From the Veterans Hospital (Dr Haaland), Albuquerque, NM, and the Neuropsychology Laboratory (Dr Cleeland) and Statistics Department (Dr Carr), University of Wisconsin, Madison, Wisc.

Arch Neurol. 1977;34(9):556-559. doi:10.1001/archneur.1977.00500210058010

• Hemispheric asymmetry of sensorymotor control has been hypothesized on the basis of clinical and experimental data, but discrepant data indicate asymmetry may vary with task requirements. To examine this possibility, the performance of normal controls and patients with right or left hemispheric tumors were compared on a variety of motor tasks of varying complexity. Group differences were significant only for the two most complex of six tasks; since these two tasks differ in quality (proximal steadiness and distal dexterity), it is unlikely that quality differences are crucial.
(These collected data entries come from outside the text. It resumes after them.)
//! Message codec.
//!
//! Wire form: `[:<prefix> ]<command>[ <params>][ :<trailing>]`. Parsing and
//! formatting are pure functions with no I/O.

use std::fmt;

use crate::error::ParseError;

/// A single protocol line split into its fields.
#[derive(Debug, Clone, PartialEq, Eq)]
pub struct Message {
    raw: String,
    prefix: Option<String>,
    command: String,
    params: Vec<String>,
    trailing: Option<String>,
}

impl Message {
    /// Build an outbound message. Outbound messages never carry a prefix;
    /// the server assigns one.
    pub fn new(command: impl Into<String>, params: Vec<String>, trailing: Option<String>) -> Self {
        let mut msg = Self {
            raw: String::new(),
            prefix: None,
            command: command.into(),
            params,
            trailing,
        };
        msg.raw = msg.render();
        msg
    }

    pub fn parse(line: &str) -> Result<Self, ParseError> {
        parse(line)
    }

    /// Sender identity, or `""` when the line had none.
    pub fn prefix(&self) -> &str {
        self.prefix.as_deref().unwrap_or("")
    }

    pub fn command(&self) -> &str {
        &self.command
    }

    pub fn params(&self) -> &[String] {
        &self.params
    }

    /// Final parameter, or `""` when absent. Use [`Message::trailing_opt`]
    /// to tell `CMD :` apart from `CMD`.
    pub fn trailing(&self) -> &str {
        self.trailing.as_deref().unwrap_or("")
    }

    pub fn trailing_opt(&self) -> Option<&str> {
        self.trailing.as_deref()
    }

    /// Short nickname from a `nick!user@host` prefix.
    pub fn nick(&self) -> Option<&str> {
        self.prefix
            .as_deref()?
            .split_once('!')
            .map(|(nick, _)| nick)
    }

    /// The original line, without its terminator.
    pub fn raw(&self) -> &str {
        &self.raw
    }

    fn render(&self) -> String {
        let mut line = self.command.clone();
        if !self.params.is_empty() {
            line.push(' ');
            line.push_str(&self.params.join(" "));
        }
        if let Some(ref trailing) = self.trailing {
            line.push_str(" :");
            line.push_str(trailing);
        }
        line
    }
}

impl fmt::Display for Message {
    fn fmt(&self, f: &mut fmt::Formatter<'_>) -> fmt::Result {
        f.write_str(&self.raw)
    }
}

/// Parse one line. Surrounding whitespace, including the line terminator,
/// is ignored.
pub fn parse(line: &str) -> Result<Message, ParseError> {
    let raw = line.trim();
    if raw.is_empty() {
        return Err(ParseError::EmptyLine);
    }

    let mut rest = raw;
    let mut prefix = None;
    if let Some(stripped) = rest.strip_prefix(':') {
        let (p, remainder) = stripped.split_once(' ').unwrap_or((stripped, ""));
        prefix = Some(p.to_string()).filter(|p| !p.is_empty());
        rest = remainder;
    }

    let (command, rest) = rest.split_once(' ').unwrap_or((rest, ""));
    if command.is_empty() {
        return Err(ParseError::UnknownCommand);
    }

    let (params, trailing) = if let Some(trailing) = rest.strip_prefix(':') {
        (Vec::new(), Some(trailing))
    } else if let Some((middle, trailing)) = rest.split_once(" :") {
        (split_params(middle), Some(trailing))
    } else {
        (split_params(rest), None)
    };

    Ok(Message {
        raw: raw.to_string(),
        prefix,
        command: command.to_string(),
        params,
        trailing: trailing.map(str::to_string),
    })
}

/// Render a message for the wire, CRLF included. The prefix is never
/// written.
pub fn format(msg: &Message) -> String {
    let mut line = msg.render();
    line.push_str("\r\n");
    line
}

fn split_params(middle: &str) -> Vec<String> {
    middle
        .trim_end()
        .split(' ')
        .filter(|p| !p.is_empty())
        .map(str::to_string)
        .collect()
}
On these tasks, the group with left hemisphere damage demonstrated bilateral impairment while the right hemisphere group's deficits were contralateral to lesion site. These results support previous data and Liepmann's hypothesis of hemispheric asymmetry of sensory-motor control. Task complexity and the more specific hypothesis of sensory-motor sequencing are important factors influencing hemispheric asymmetry of control.